China seems to be throwing a spanner in the Western countries’ wheels by taking the opposite tack—instead of war, it offers peace. It offers roads, hospitals and household items of daily use at a rational price, in exchange for raw materials. It offers technical  and scientific  education. And it steers very far from religion. China’s presence in Africa, for instance, seems to offer a different model of the future than the one the Western powers offer—one where the region will always be divided on linguistic and cultural lines, and where atavist divides of religion will always hold sway. China offers roads that links countries together.

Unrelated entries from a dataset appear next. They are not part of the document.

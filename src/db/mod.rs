//! Database connection management

use sqlx::postgres::{PgPool, PgPoolOptions};

use crate::config::PostgresConfig;

/// Ledger schema, applied idempotently at startup.
///
/// `NUMERIC(78,18)` holds 60 integer and 18 fractional digits exactly.
const SCHEMA: &[&str] = &[
    r#"
    CREATE TABLE IF NOT EXISTS accounts (
        id          BIGINT PRIMARY KEY,
        balance     NUMERIC(78, 18) NOT NULL CHECK (balance >= 0),
        version     BIGINT NOT NULL DEFAULT 1,
        created_at  TIMESTAMPTZ NOT NULL DEFAULT NOW(),
        updated_at  TIMESTAMPTZ NOT NULL DEFAULT NOW()
    )
    "#,
    r#"
    CREATE TABLE IF NOT EXISTS transfers (
        id                      BIGSERIAL PRIMARY KEY,
        source_account_id       BIGINT NOT NULL REFERENCES accounts (id),
        destination_account_id  BIGINT NOT NULL REFERENCES accounts (id),
        amount                  NUMERIC(78, 18) NOT NULL CHECK (amount > 0),
        created_at              TIMESTAMPTZ NOT NULL DEFAULT NOW(),
        CHECK (source_account_id <> destination_account_id)
    )
    "#,
    "CREATE INDEX IF NOT EXISTS idx_transfers_source ON transfers (source_account_id)",
    "CREATE INDEX IF NOT EXISTS idx_transfers_destination ON transfers (destination_account_id)",
];

/// PostgreSQL database connection pool
pub struct Database {
    pool: PgPool,
}

impl Database {
    /// Create the connection pool, retrying while the server comes up
    pub async fn connect(config: &PostgresConfig) -> Result<Self, sqlx::Error> {
        let attempts = config.connect_attempts.max(1);
        let mut attempt = 1;

        loop {
            let result = PgPoolOptions::new()
                .max_connections(config.max_connections)
                .min_connections(config.min_connections)
                .acquire_timeout(config.acquire_timeout())
                .connect(&config.url)
                .await;

            match result {
                Ok(pool) => {
                    tracing::info!(
                        attempt,
                        max_connections = config.max_connections,
                        "PostgreSQL connection pool established"
                    );
                    return Ok(Self { pool });
                }
                Err(e) if attempt < attempts => {
                    tracing::warn!(
                        attempt,
                        attempts,
                        error = %e,
                        "PostgreSQL not reachable, retrying"
                    );
                    tokio::time::sleep(config.connect_retry_delay()).await;
                    attempt += 1;
                }
                Err(e) => {
                    tracing::error!(attempts, error = %e, "Giving up connecting to PostgreSQL");
                    return Err(e);
                }
            }
        }
    }

    /// Get a reference to the connection pool
    pub fn pool(&self) -> &PgPool {
        &self.pool
    }

    /// Create ledger tables and indexes if missing
    pub async fn migrate(&self) -> Result<(), sqlx::Error> {
        for statement in SCHEMA {
            sqlx::query(statement).execute(&self.pool).await?;
        }
        tracing::info!("Ledger schema is up to date");
        Ok(())
    }
}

And it offers the vision of a future where Africa can one day be prosperous and developed.

(As to whether China is totalitarian: I just read in Counterpunch an article about an American who returns from China, only to realize his own country has become more totalitarian than China. )

At some point, people are going to notice this. And at some point, this relationship of give and take is going to overtake the “take and take” of Western countries. At some point, the old colonial powers will have to realize the 21st century demands a different relationship of power between different stakeholders.